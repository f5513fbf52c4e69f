//! Discrete-event simulation kernel

pub mod context;
pub mod event;
pub mod simulator;

pub use context::SimContext;
pub use event::{EventPayload, EventPriority, EventQueue, SimEvent};
pub use simulator::{ClockMode, SimStats, Simulator, SimulatorConfig};
//! Presentation settings.
//!
//! Handles loading, validating, and merging `config.toml`. Content lives in
//! `portfolio.toml` (see [`crate::content`]); this file only controls how the
//! page looks and moves. It is optional: stock defaults reproduce the stock
//! look, and a user file overrides just the keys it names.
//!
//! ## Configuration Options
//!
//! ```toml
//! # All options are optional - defaults shown below
//!
//! assets_dir = "assets"         # Copied verbatim to the output root
//!
//! [motion]
//! enabled = true                # false = no entrance animations
//! header_duration_ms = 400      # Header fade-down
//! card_duration_ms = 350        # Card entrance
//! stagger_ms = 50               # Extra delay per card position
//!
//! [layout]
//! max_width = "72rem"           # Page column width
//! section_gap = "2.5rem"        # Space between sections
//! player_height = 352           # Music player iframe height (px)
//!
//! [colors.light]
//! background_from = "#f8fafc"   # Page gradient, top
//! background_to = "#eef2ff"     # Page gradient, bottom
//! text = "#0f172a"
//! text_muted = "#525252"        # Taglines, subtitles, footer
//! card = "rgba(255, 255, 255, 0.8)"
//! border = "rgba(0, 0, 0, 0.05)"
//! placeholder = "#e5e5e5"       # LOGO placeholder block
//!
//! [colors.dark]
//! background_from = "#0f172a"
//! background_to = "#020617"
//! text = "#f1f5f9"
//! text_muted = "#a3a3a3"
//! card = "rgba(15, 23, 42, 0.7)"
//! border = "rgba(255, 255, 255, 0.1)"
//! placeholder = "#262626"
//! ```
//!
//! ## Partial Configuration
//!
//! Config files are sparse — override just the values you want:
//!
//! ```toml
//! [motion]
//! enabled = false
//! ```
//!
//! Unknown keys are rejected to catch typos early.

use serde::{Deserialize, Serialize};
use std::fs;
use std::path::Path;
use thiserror::Error;

/// File name of the presentation settings inside the content root.
pub const CONFIG_FILE: &str = "config.toml";

#[derive(Error, Debug)]
pub enum ConfigError {
    #[error("IO error: {0}")]
    Io(#[from] std::io::Error),
    #[error("TOML parse error: {0}")]
    Toml(#[from] toml::de::Error),
    #[error("TOML serialize error: {0}")]
    TomlSer(#[from] toml::ser::Error),
    #[error("Config validation error: {0}")]
    Validation(String),
}

/// Site presentation settings loaded from `config.toml`.
///
/// All fields have defaults. User config files need only specify the values
/// they want to override. Unknown keys are rejected.
#[derive(Debug, Clone, PartialEq, Serialize, Deserialize)]
#[serde(default, deny_unknown_fields)]
pub struct SiteConfig {
    /// Directory under the content root copied to the output root.
    pub assets_dir: String,
    /// Color schemes for light and dark modes.
    pub colors: ColorConfig,
    /// Entrance animation timings.
    pub motion: MotionConfig,
    /// Page geometry.
    pub layout: LayoutConfig,
}

impl Default for SiteConfig {
    fn default() -> Self {
        Self {
            assets_dir: "assets".to_string(),
            colors: ColorConfig::default(),
            motion: MotionConfig::default(),
            layout: LayoutConfig::default(),
        }
    }
}

/// Longest duration accepted for a single entrance animation.
const MAX_DURATION_MS: u64 = 10_000;
/// Longest per-position stagger accepted.
const MAX_STAGGER_MS: u64 = 1_000;

impl SiteConfig {
    /// Validate config values are within acceptable ranges.
    pub fn validate(&self) -> Result<(), ConfigError> {
        let motion = &self.motion;
        for (key, value) in [
            ("motion.header_duration_ms", motion.header_duration_ms),
            ("motion.card_duration_ms", motion.card_duration_ms),
        ] {
            if value == 0 || value > MAX_DURATION_MS {
                return Err(ConfigError::Validation(format!(
                    "{key} must be 1-{MAX_DURATION_MS}"
                )));
            }
        }
        if motion.stagger_ms > MAX_STAGGER_MS {
            return Err(ConfigError::Validation(format!(
                "motion.stagger_ms must be 0-{MAX_STAGGER_MS}"
            )));
        }
        if self.layout.player_height == 0 {
            return Err(ConfigError::Validation(
                "layout.player_height must be non-zero".into(),
            ));
        }
        let assets = Path::new(&self.assets_dir);
        if self.assets_dir.is_empty()
            || assets.is_absolute()
            || assets
                .components()
                .any(|c| matches!(c, std::path::Component::ParentDir))
        {
            return Err(ConfigError::Validation(
                "assets_dir must be a relative path inside the content root".into(),
            ));
        }
        for (key, value) in self.css_values() {
            if value.contains(CSS_FORBIDDEN) {
                return Err(ConfigError::Validation(format!(
                    "{key} must be a plain CSS value without `<`, `;`, `{{` or `}}`, got {value:?}"
                )));
            }
        }
        Ok(())
    }

    /// Every free-form string that ends up inside the inline `<style>`.
    fn css_values(&self) -> Vec<(String, &str)> {
        let mut values = vec![
            ("layout.max_width".to_string(), self.layout.max_width.as_str()),
            ("layout.section_gap".to_string(), self.layout.section_gap.as_str()),
        ];
        for (mode, scheme) in [("light", &self.colors.light), ("dark", &self.colors.dark)] {
            values.extend(
                scheme
                    .entries()
                    .into_iter()
                    .map(|(name, value)| (format!("colors.{mode}.{name}"), value)),
            );
        }
        values
    }
}

/// Characters that would end a declaration, a rule or the style element.
const CSS_FORBIDDEN: [char; 4] = ['<', ';', '{', '}'];

/// Entrance animation settings.
#[derive(Debug, Clone, PartialEq, Serialize, Deserialize)]
#[serde(default, deny_unknown_fields)]
pub struct MotionConfig {
    /// When false, elements render in their final state with no animation.
    pub enabled: bool,
    /// Duration of the header fade-down.
    pub header_duration_ms: u64,
    /// Duration of each card entrance.
    pub card_duration_ms: u64,
    /// Delay added per card position so cards cascade in declaration order.
    pub stagger_ms: u64,
}

impl Default for MotionConfig {
    fn default() -> Self {
        Self {
            enabled: true,
            header_duration_ms: 400,
            card_duration_ms: 350,
            stagger_ms: 50,
        }
    }
}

· · ·

ASSIGNMENT
Restate the material exactly as given.

WORKED SOLUTION
repository f5513fbf52c4e69f
//! Discrete-event simulation kernel

pub mod context;
pub mod event;
pub mod simulator;

pub use context::SimContext;
pub use event::{EventPayload, EventPriority, EventQueue, SimEvent};
pub use simulator::{ClockMode, SimStats, Simulator, SimulatorConfig};
//! Presentation settings.
//!
//! Handles loading, validating, and merging `config.toml`. Content lives in
//! `portfolio.toml` (see [`crate::content`]); this file only controls how the
//! page looks and moves. It is optional: stock defaults reproduce the stock
//! look, and a user file overrides just the keys it names.
//!
//! ## Configuration Options
//!
//! ```toml
//! # All options are optional - defaults shown below
//!
//! assets_dir = "assets"         # Copied verbatim to the output root
//!
//! [motion]
//! enabled = true                # false = no entrance animations
//! header_duration_ms = 400      # Header fade-down
//! card_duration_ms = 350        # Card entrance
//! stagger_ms = 50               # Extra delay per card position
//!
//! [layout]
//! max_width = "72rem"           # Page column width
//! section_gap = "2.5rem"        # Space between sections
//! player_height = 352           # Music player iframe height (px)
//!
//! [colors.light]
//! background_from = "#f8fafc"   # Page gradient, top
//! background_to = "#eef2ff"     # Page gradient, bottom
//! text = "#0f172a"
//! text_muted = "#525252"        # Taglines, subtitles, footer
//! card = "rgba(255, 255, 255, 0.8)"
//! border = "rgba(0, 0, 0, 0.05)"
//! placeholder = "#e5e5e5"       # LOGO placeholder block
//!
//! [colors.dark]
//! background_from = "#0f172a"
//! background_to = "#020617"
//! text = "#f1f5f9"
//! text_muted = "#a3a3a3"
//! card = "rgba(15, 23, 42, 0.7)"
//! border = "rgba(255, 255, 255, 0.1)"
//! placeholder = "#262626"
//! ```
//!
//! ## Partial Configuration
//!
//! Config files are sparse — override just the values you want:
//!
//! ```toml
//! [motion]
//! enabled = false
//! ```
//!
//! Unknown keys are rejected to catch typos early.

use serde::{Deserialize, Serialize};
use std::fs;
use std::path::Path;
use thiserror::Error;

/// File name of the presentation settings inside the content root.
pub const CONFIG_FILE: &str = "config.toml";

#[derive(Error, Debug)]
pub enum ConfigError {
    #[error("IO error: {0}")]
    Io(#[from] std::io::Error),
    #[error("TOML parse error: {0}")]
    Toml(#[from] toml::de::Error),
    #[error("TOML serialize error: {0}")]
    TomlSer(#[from] toml::ser::Error),
    #[error("Config validation error: {0}")]
    Validation(String),
}

/// Site presentation settings loaded from `config.toml`.
///
/// All fields have defaults. User config files need only specify the values
/// they want to override. Unknown keys are rejected.
#[derive(Debug, Clone, PartialEq, Serialize, Deserialize)]
#[serde(default, deny_unknown_fields)]
pub struct SiteConfig {
    /// Directory under the content root copied to the output root.
    pub assets_dir: String,
    /// Color schemes for light and dark modes.
    pub colors: ColorConfig,
    /// Entrance animation timings.
    pub motion: MotionConfig,
    /// Page geometry.
    pub layout: LayoutConfig,
}

impl Default for SiteConfig {
    fn default() -> Self {
        Self {
            assets_dir: "assets".to_string(),
            colors: ColorConfig::default(),
            motion: MotionConfig::default(),
            layout: LayoutConfig::default(),
        }
    }
}

/// Longest duration accepted for a single entrance animation.
const MAX_DURATION_MS: u64 = 10_000;
/// Longest per-position stagger accepted.
const MAX_STAGGER_MS: u64 = 1_000;

impl SiteConfig {
    /// Validate config values are within acceptable ranges.
    pub fn validate(&self) -> Result<(), ConfigError> {
        let motion = &self.motion;
        for (key, value) in [
            ("motion.header_duration_ms", motion.header_duration_ms),
            ("motion.card_duration_ms", motion.card_duration_ms),
        ] {
            if value == 0 || value > MAX_DURATION_MS {
                return Err(ConfigError::Validation(format!(
                    "{key} must be 1-{MAX_DURATION_MS}"
                )));
            }
        }
        if motion.stagger_ms > MAX_STAGGER_MS {
            return Err(ConfigError::Validation(format!(
                "motion.stagger_ms must be 0-{MAX_STAGGER_MS}"
            )));
        }
        if self.layout.player_height == 0 {
            return Err(ConfigError::Validation(
                "layout.player_height must be non-zero".into(),
            ));
        }
        let assets = Path::new(&self.assets_dir);
        if self.assets_dir.is_empty()
            || assets.is_absolute()
            || assets
                .components()
                .any(|c| matches!(c, std::path::Component::ParentDir))
        {
            return Err(ConfigError::Validation(
                "assets_dir must be a relative path inside the content root".into(),
            ));
        }
        for (key, value) in self.css_values() {
            if value.contains(CSS_FORBIDDEN) {
                return Err(ConfigError::Validation(format!(
                    "{key} must be a plain CSS value without `<`, `;`, `{{` or `}}`, got {value:?}"
                )));
            }
        }
        Ok(())
    }

    /// Every free-form string that ends up inside the inline `<style>`.
    fn css_values(&self) -> Vec<(String, &str)> {
        let mut values = vec![
            ("layout.max_width".to_string(), self.layout.max_width.as_str()),
            ("layout.section_gap".to_string(), self.layout.section_gap.as_str()),
        ];
        for (mode, scheme) in [("light", &self.colors.light), ("dark", &self.colors.dark)] {
            values.extend(
                scheme
                    .entries()
                    .into_iter()
                    .map(|(name, value)| (format!("colors.{mode}.{name}"), value)),
            );
        }
        values
    }
}

/// Characters that would end a declaration, a rule or the style element.
const CSS_FORBIDDEN: [char; 4] = ['<', ';', '{', '}'];

/// Entrance animation settings.
#[derive(Debug, Clone, PartialEq, Serialize, Deserialize)]
#[serde(default, deny_unknown_fields)]
pub struct MotionConfig {
    /// When false, elements render in their final state with no animation.
    pub enabled: bool,
    /// Duration of the header fade-down.
    pub header_duration_ms: u64,
    /// Duration of each card entrance.
    pub card_duration_ms: u64,
    /// Delay added per card position so cards cascade in declaration order.
    pub stagger_ms: u64,
}

impl Default for MotionConfig {
    fn default() -> Self {
        Self {
            enabled: true,
            header_duration_ms: 400,
            card_duration_ms: 350,
            stagger_ms: 50,
        }
    }
}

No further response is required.